▶ _Task to complete_: Take the data below and repeat it exactly.

(Collected data entries)

- - -

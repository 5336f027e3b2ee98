//! OpenL2M client walkthrough.
//!
//! Reads `OPENL2M_URL` and `OPENL2M_TOKEN` (plus the optional
//! `OPENL2M_VERIFY_TLS` and `OPENL2M_TIMEOUT_SECS`), then prints server
//! statistics, the device listing and the interfaces of the first device.
//!
//! Setting `OPENL2M_EXAMPLE_INTERFACE` and `OPENL2M_EXAMPLE_DESCRIPTION` also
//! changes that interface's description on the first writable device.
//! Log output is controlled with `RUST_LOG`, e.g. `RUST_LOG=openl2m_client=trace`.

use anyhow::{Context, Result};
use openl2m_client::{DeviceFilter, Server, ServerConfig};
use tracing::info;
use tracing_subscriber::EnvFilter;

#[tokio::main]
async fn main() -> Result<()> {
    let filter = EnvFilter::try_from_default_env().unwrap_or_else(|_| EnvFilter::new("info"));
    tracing_subscriber::fmt().with_env_filter(filter).init();

    let config = ServerConfig::from_env().context("loading OpenL2M settings")?;
    let server = Server::from_config(&config)?;
    info!(url = %server.base_url(), "connected");

    let stats = server.stats().await.context("reading server stats")?;
    println!("Server statistics:");
    for (key, value) in stats.iter() {
        println!("  {key}: {value}");
    }

    let environment = server
        .environment()
        .await
        .context("reading server environment")?;
    println!("Server environment:");
    for (key, value) in environment.iter() {
        println!("  {key}: {value}");
    }

    let devices = server
        .list_devices(&DeviceFilter::all())
        .await
        .context("listing devices")?;
    for group in devices.groups() {
        println!("Group {}: {}", group.id, group.display_name);
        for device in devices.in_group(group.id) {
            println!("  Device {}: {} - {}", device.id, device.name, device.url);
        }
    }

    let Some(first) = devices.iter().next() else {
        println!("No devices available to this token.");
        return Ok(());
    };

    let detail = first
        .handle(&server)
        .get()
        .await
        .with_context(|| format!("reading device {}", first.name))?;
    println!(
        "\nHostname: {}",
        detail.hostname().unwrap_or(first.name.as_str())
    );
    for interface in &detail.interfaces {
        println!(
            "id={}: {} - {}",
            interface.id,
            interface.name,
            interface.description.as_deref().unwrap_or("")
        );
    }

    if let (Ok(interface), Ok(description)) = (
        std::env::var("OPENL2M_EXAMPLE_INTERFACE"),
        std::env::var("OPENL2M_EXAMPLE_DESCRIPTION"),
    ) {
        let target = devices
            .iter()
            .find(|device| device.read_only != Some(true))
            .context("no writable device available")?;
        let result = target
            .handle(&server)
            .set_interface_description(interface.as_str(), description)
            .await
            .with_context(|| format!("changing description on {}", target.name))?;
        println!(
            "Description changed on {}: {}",
            target.name,
            result.message.as_deref().unwrap_or("OK")
        );
    }

    Ok(())
}
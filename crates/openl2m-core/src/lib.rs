//! # openl2m-core
//!
//! Core types and utilities shared by OpenL2M REST clients.
//!
//! ## Modules
//!
//! - [`error`] - Error taxonomy and HTTP status code mapping
//! - [`ids`] - Strongly-typed identifiers for devices, groups and interfaces
//! - [`config`] - Validated connection settings (URL, token, TLS, timeouts)
//! - [`client`] - HTTP client settings and retry policy

#![deny(missing_docs)]
#![deny(clippy::all)]
#![warn(clippy::pedantic)]
#![allow(clippy::module_name_repetitions)]

pub mod client;
pub mod config;
pub mod error;
pub mod ids;

pub use config::ServerConfig;
pub use error::{Error, Result};
pub use ids::{DeviceId, GroupId, InterfaceId};
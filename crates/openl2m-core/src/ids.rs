//! Strongly-typed identifiers for OpenL2M resources.
//!
//! Devices and groups are numbered by the server; interfaces are keyed by an
//! opaque string (usually the SNMP ifIndex rendered as text). Wrapping them
//! keeps a device id from being passed where a group id is expected.

use serde::de::{self, Visitor};
use serde::{Deserialize, Deserializer, Serialize};
use std::fmt;
use std::str::FromStr;

use crate::error::{Error, Result};

/// Macro to generate numeric identifier wrapper types.
macro_rules! numeric_id {
    ($(#[$meta:meta])* $name:ident, $doc:expr) => {
        $(#[$meta])*
        #[doc = $doc]
        #[derive(Debug, Clone, Copy, PartialEq, Eq, PartialOrd, Ord, Hash, Serialize, Deserialize)]
        #[serde(transparent)]
        pub struct $name(u64);

        impl $name {
            /// Wraps a raw numeric id.
            #[must_use]
            pub const fn new(id: u64) -> Self {
                Self(id)
            }

            /// Returns the raw numeric id.
            #[must_use]
            pub const fn get(self) -> u64 {
                self.0
            }

            /// Parses an id from its decimal text form, as used in JSON map keys.
            ///
            /// # Errors
            ///
            /// Returns [`Error::ProtocolError`] if the text is not a decimal number.
            pub fn parse_str(input: &str) -> Result<Self> {
                input.trim().parse::<u64>().map(Self).map_err(|_| {
                    Error::ProtocolError(format!(
                        "invalid {} `{input}`",
                        stringify!($name)
                    ))
                })
            }
        }

        impl From<u64> for $name {
            fn from(id: u64) -> Self {
                Self(id)
            }
        }

        impl From<$name> for u64 {
            fn from(id: $name) -> Self {
                id.0
            }
        }

        impl FromStr for $name {
            type Err = Error;

            fn from_str(s: &str) -> Result<Self> {
                Self::parse_str(s)
            }
        }

        impl fmt::Display for $name {
            fn fmt(&self, f: &mut fmt::Formatter<'_>) -> fmt::Result {
                write!(f, "{}", self.0)
            }
        }
    };
}

numeric_id!(DeviceId, "Device (switch) id");
numeric_id!(GroupId, "Device group id");

/// Interface key within one device.
///
/// Deserializes from either a JSON string or a JSON integer.
#[derive(Debug, Clone, PartialEq, Eq, PartialOrd, Ord, Hash, Serialize)]
#[serde(transparent)]
pub struct InterfaceId(String);

impl InterfaceId {
    /// Creates an interface id.
    #[must_use]
    pub fn new(id: impl Into<String>) -> Self {
        Self(id.into())
    }

    /// Returns the id as text.
    #[must_use]
    pub fn as_str(&self) -> &str {
        &self.0
    }
}

impl From<&str> for InterfaceId {
    fn from(id: &str) -> Self {
        Self(id.to_string())
    }
}

impl From<String> for InterfaceId {
    fn from(id: String) -> Self {
        Self(id)
    }
}

impl From<u64> for InterfaceId {
    fn from(id: u64) -> Self {
        Self(id.to_string())
    }
}

impl AsRef<str> for InterfaceId {
    fn as_ref(&self) -> &str {
        &self.0
    }
}

impl fmt::Display for InterfaceId {
    fn fmt(&self, f: &mut fmt::Formatter<'_>) -> fmt::Result {
        f.write_str(&self.0)
    }
}

impl<'de> Deserialize<'de> for InterfaceId {
    fn deserialize<D>(deserializer: D) -> std::result::Result<Self, D::Error>
    where
        D: Deserializer<'de>,
    {
        struct InterfaceIdVisitor;

        impl Visitor<'_> for InterfaceIdVisitor {
            type Value = InterfaceId;

            fn expecting(&self, f: &mut fmt::Formatter<'_>) -> fmt::Result {
                f.write_str("an interface id as string or integer")
            }

            fn visit_str<E: de::Error>(self, v: &str) -> std::result::Result<InterfaceId, E> {
                Ok(InterfaceId(v.to_string()))
            }

            fn visit_u64<E: de::Error>(self, v: u64) -> std::result::Result<InterfaceId, E> {
                Ok(InterfaceId(v.to_string()))
            }

            fn visit_i64<E: de::Error>(self, v: i64) -> std::result::Result<InterfaceId, E> {
                Ok(InterfaceId(v.to_string()))
            }
        }

        deserializer.deserialize_any(InterfaceIdVisitor)
    }
}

- - -

▶ _Result_:
repository 5336f027e3b2ee98
//! OpenL2M client walkthrough.
//!
//! Reads `OPENL2M_URL` and `OPENL2M_TOKEN` (plus the optional
//! `OPENL2M_VERIFY_TLS` and `OPENL2M_TIMEOUT_SECS`), then prints server
//! statistics, the device listing and the interfaces of the first device.
//!
//! Setting `OPENL2M_EXAMPLE_INTERFACE` and `OPENL2M_EXAMPLE_DESCRIPTION` also
//! changes that interface's description on the first writable device.
//! Log output is controlled with `RUST_LOG`, e.g. `RUST_LOG=openl2m_client=trace`.

use anyhow::{Context, Result};
use openl2m_client::{DeviceFilter, Server, ServerConfig};
use tracing::info;
use tracing_subscriber::EnvFilter;

#[tokio::main]
async fn main() -> Result<()> {
    let filter = EnvFilter::try_from_default_env().unwrap_or_else(|_| EnvFilter::new("info"));
    tracing_subscriber::fmt().with_env_filter(filter).init();

    let config = ServerConfig::from_env().context("loading OpenL2M settings")?;
    let server = Server::from_config(&config)?;
    info!(url = %server.base_url(), "connected");

    let stats = server.stats().await.context("reading server stats")?;
    println!("Server statistics:");
    for (key, value) in stats.iter() {
        println!("  {key}: {value}");
    }

    let environment = server
        .environment()
        .await
        .context("reading server environment")?;
    println!("Server environment:");
    for (key, value) in environment.iter() {
        println!("  {key}: {value}");
    }

    let devices = server
        .list_devices(&DeviceFilter::all())
        .await
        .context("listing devices")?;
    for group in devices.groups() {
        println!("Group {}: {}", group.id, group.display_name);
        for device in devices.in_group(group.id) {
            println!("  Device {}: {} - {}", device.id, device.name, device.url);
        }
    }

    let Some(first) = devices.iter().next() else {
        println!("No devices available to this token.");
        return Ok(());
    };

    let detail = first
        .handle(&server)
        .get()
        .await
        .with_context(|| format!("reading device {}", first.name))?;
    println!(
        "\nHostname: {}",
        detail.hostname().unwrap_or(first.name.as_str())
    );
    for interface in &detail.interfaces {
        println!(
            "id={}: {} - {}",
            interface.id,
            interface.name,
            interface.description.as_deref().unwrap_or("")
        );
    }

    if let (Ok(interface), Ok(description)) = (
        std::env::var("OPENL2M_EXAMPLE_INTERFACE"),
        std::env::var("OPENL2M_EXAMPLE_DESCRIPTION"),
    ) {
        let target = devices
            .iter()
            .find(|device| device.read_only != Some(true))
            .context("no writable device available")?;
        let result = target
            .handle(&server)
            .set_interface_description(interface.as_str(), description)
            .await
            .with_context(|| format!("changing description on {}", target.name))?;
        println!(
            "Description changed on {}: {}",
            target.name,
            result.message.as_deref().unwrap_or("OK")
        );
    }

    Ok(())
}
filename crates/openl2m-core/src/lib.rs
//! # openl2m-core
//!
//! Core types and utilities shared by OpenL2M REST clients.
//!
//! ## Modules
//!
//! - [`error`] - Error taxonomy and HTTP status code mapping
//! - [`ids`] - Strongly-typed identifiers for devices, groups and interfaces
//! - [`config`] - Validated connection settings (URL, token, TLS, timeouts)
//! - [`client`] - HTTP client settings and retry policy

#![deny(missing_docs)]
#![deny(clippy::all)]
#![warn(clippy::pedantic)]
#![allow(clippy::module_name_repetitions)]

pub mod client;
pub mod config;
pub mod error;
pub mod ids;

pub use config::ServerConfig;
pub use error::{Error, Result};
pub use ids::{DeviceId, GroupId, InterfaceId};
filename crates/openl2m-core/src/ids.rs
//! Strongly-typed identifiers for OpenL2M resources.
//!
//! Devices and groups are numbered by the server; interfaces are keyed by an
//! opaque string (usually the SNMP ifIndex rendered as text). Wrapping them
//! keeps a device id from being passed where a group id is expected.

use serde::de::{self, Visitor};
use serde::{Deserialize, Deserializer, Serialize};
use std::fmt;
use std::str::FromStr;

use crate::error::{Error, Result};

/// Macro to generate numeric identifier wrapper types.
macro_rules! numeric_id {
    ($(#[$meta:meta])* $name:ident, $doc:expr) => {
        $(#[$meta])*
        #[doc = $doc]
        #[derive(Debug, Clone, Copy, PartialEq, Eq, PartialOrd, Ord, Hash, Serialize, Deserialize)]
        #[serde(transparent)]
        pub struct $name(u64);

        impl $name {
            /// Wraps a raw numeric id.
            #[must_use]
            pub const fn new(id: u64) -> Self {
                Self(id)
            }

            /// Returns the raw numeric id.
            #[must_use]
            pub const fn get(self) -> u64 {
                self.0
            }

            /// Parses an id from its decimal text form, as used in JSON map keys.
            ///
            /// # Errors
            ///
            /// Returns [`Error::ProtocolError`] if the text is not a decimal number.
            pub fn parse_str(input: &str) -> Result<Self> {
                input.trim().parse::<u64>().map(Self).map_err(|_| {
                    Error::ProtocolError(format!(
                        "invalid {} `{input}`",
                        stringify!($name)
                    ))
                })
            }
        }

        impl From<u64> for $name {
            fn from(id: u64) -> Self {
                Self(id)
            }
        }

        impl From<$name> for u64 {
            fn from(id: $name) -> Self {
                id.0
            }
        }

        impl FromStr for $name {
            type Err = Error;

            fn from_str(s: &str) -> Result<Self> {
                Self::parse_str(s)
            }
        }

        impl fmt::Display for $name {
            fn fmt(&self, f: &mut fmt::Formatter<'_>) -> fmt::Result {
                write!(f, "{}", self.0)
            }
        }
    };
}

numeric_id!(DeviceId, "Device (switch) id");
numeric_id!(GroupId, "Device group id");

/// Interface key within one device.
///
/// Deserializes from either a JSON string or a JSON integer.
#[derive(Debug, Clone, PartialEq, Eq, PartialOrd, Ord, Hash, Serialize)]
#[serde(transparent)]
pub struct InterfaceId(String);

impl InterfaceId {
    /// Creates an interface id.
    #[must_use]
    pub fn new(id: impl Into<String>) -> Self {
        Self(id.into())
    }

    /// Returns the id as text.
    #[must_use]
    pub fn as_str(&self) -> &str {
        &self.0
    }
}

impl From<&str> for InterfaceId {
    fn from(id: &str) -> Self {
        Self(id.to_string())
    }
}

impl From<String> for InterfaceId {
    fn from(id: String) -> Self {
        Self(id)
    }
}

impl From<u64> for InterfaceId {
    fn from(id: u64) -> Self {
        Self(id.to_string())
    }
}

impl AsRef<str> for InterfaceId {
    fn as_ref(&self) -> &str {
        &self.0
    }
}

impl fmt::Display for InterfaceId {
    fn fmt(&self, f: &mut fmt::Formatter<'_>) -> fmt::Result {
        f.write_str(&self.0)
    }
}

impl<'de> Deserialize<'de> for InterfaceId {
    fn deserialize<D>(deserializer: D) -> std::result::Result<Self, D::Error>
    where
        D: Deserializer<'de>,
    {
        struct InterfaceIdVisitor;

        impl Visitor<'_> for InterfaceIdVisitor {
            type Value = InterfaceId;

            fn expecting(&self, f: &mut fmt::Formatter<'_>) -> fmt::Result {
                f.write_str("an interface id as string or integer")
            }

            fn visit_str<E: de::Error>(self, v: &str) -> std::result::Result<InterfaceId, E> {
                Ok(InterfaceId(v.to_string()))
            }

            fn visit_u64<E: de::Error>(self, v: u64) -> std::result::Result<InterfaceId, E> {
                Ok(InterfaceId(v.to_string()))
            }

            fn visit_i64<E: de::Error>(self, v: i64) -> std::result::Result<InterfaceId, E> {
                Ok(InterfaceId(v.to_string()))
            }
        }

        deserializer.deserialize_any(InterfaceIdVisitor)
    }
}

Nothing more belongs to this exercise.